Records from a data collection
// Prompt text for the writing-assistance features.
// Each builder returns the user message; SYSTEM is shared.

pub const SYSTEM: &str = "You are an expert resume writer. \
    Reply with the requested resume text only. \
    Do not add a preamble, headings, or closing remarks.";

pub fn summary_prompt(profession: &str, experiences: &[String]) -> String {
    format!(
        "Generate a professional resume summary for a {profession}. \
         Here are some key experiences to include: {}. \
         Keep it under 100 words and make it high-impact.",
        experiences.join(", ")
    )
}

pub fn bullet_points_prompt(position: &str, description: &str) -> String {
    format!(
        "Improve these job description bullet points for a {position} position \
         to be more accomplishment-oriented and ATS-friendly: \n{description}"
    )
}

pub fn project_description_prompt(name: &str, role: &str, technologies: &str) -> String {
    format!(
        "Generate a professional project description for a resume. \
         Project Name: {name}, Role: {role}, Technologies: {technologies}. \
         Focus on outcomes and impact. Keep it concise."
    )
}

#[cfg(test)]
mod tests {
    use super::*;

    #[test]
    fn test_summary_prompt_joins_experiences() {
        let p = summary_prompt("Data Engineer", &["Built ETL".into(), "Led migration".into()]);
        assert!(p.contains("for a Data Engineer."));
        assert!(p.contains("Built ETL, Led migration"));
        assert!(p.contains("under 100 words"));
    }

    #[test]
    fn test_bullet_prompt_keeps_description_on_its_own_line() {
        let p = bullet_points_prompt("SRE", "- kept things up");
        assert!(p.ends_with("\n- kept things up"));
    }
}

▸ YOUR OBJECTIVE
Please quote the data above in full, with no line missing.

▸ ANSWER BOX
// Prompt text for the writing-assistance features.
// Each builder returns the user message; SYSTEM is shared.

pub const SYSTEM: &str = "You are an expert resume writer. \
    Reply with the requested resume text only. \
    Do not add a preamble, headings, or closing remarks.";

pub fn summary_prompt(profession: &str, experiences: &[String]) -> String {
    format!(
        "Generate a professional resume summary for a {profession}. \
         Here are some key experiences to include: {}. \
         Keep it under 100 words and make it high-impact.",
        experiences.join(", ")
    )
}

pub fn bullet_points_prompt(position: &str, description: &str) -> String {
    format!(
        "Improve these job description bullet points for a {position} position \
         to be more accomplishment-oriented and ATS-friendly: \n{description}"
    )
}

pub fn project_description_prompt(name: &str, role: &str, technologies: &str) -> String {
    format!(
        "Generate a professional project description for a resume. \
         Project Name: {name}, Role: {role}, Technologies: {technologies}. \
         Focus on outcomes and impact. Keep it concise."
    )
}

#[cfg(test)]
mod tests {
    use super::*;

    #[test]
    fn test_summary_prompt_joins_experiences() {
        let p = summary_prompt("Data Engineer", &["Built ETL".into(), "Led migration".into()]);
        assert!(p.contains("for a Data Engineer."));
        assert!(p.contains("Built ETL, Led migration"));
        assert!(p.contains("under 100 words"));
    }

    #[test]
    fn test_bullet_prompt_keeps_description_on_its_own_line() {
        let p = bullet_points_prompt("SRE", "- kept things up");
        assert!(p.ends_with("\n- kept things up"));
    }
}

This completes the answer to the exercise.